9.  Kaleb has had his yearly embarrassing haircut.  We're too cheap to take him to a groomer for lo unto 90 bucks or so, so he gets the Scissor job once or twice a year.  Whenever his double coat and the weed seeds align with the planets and turn him into a walking poster dog for matted hair removal.  He and his truly bad haircut have insured that he is happy happy happy, much cooler as the heat amps up outside, and he has also been scrubbed clean within an inch of his privileged doggie life.  I realize I am the queen of the most horrible run-on and grammatically-errant sentences.  Ppppphhhhhhtttthhhhhhttt.

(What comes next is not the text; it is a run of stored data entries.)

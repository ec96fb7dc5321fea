pub mod construction;
pub mod covariates;
pub mod model;

pub use construction::{NetworkLoader, NetworkWriter};
pub use covariates::{EdgeCovariate, NodeCovariate};
pub use model::{EdgeAttributes, Network, NodeAttributes, NodeName, RawNetwork};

10.  I continue to get craiglist spam on that sole canning jar Want Ad.  HOWEVER, there was one legitimate woman who contacted me.  She had canning jars and other stuff.  We met and she had other things she threw into the mix for the same price.  It was remarkable...a set of dishes from the 1940's, a food mill, meat grinder, and few other things.  She also hand wrote two pickle recipes she used to use when she lived in Lancaster county, PA and was a Mennonite wife.  We talked and talked as if we'd known each other for years.  That was such fun!!  And tonight I set a pretty table and pulled out the old dishes for shabbat...I think those are now our official "shabbat dishes"...just right!

11.  There are still more things on my To Do list than things that actually get done.  But I get to be home and with my husband a LOT more than I used to, so the happiness-O-meter around here reads pretty darn high :-)


What's going on in your neck of the woods?  Is everyone planting already?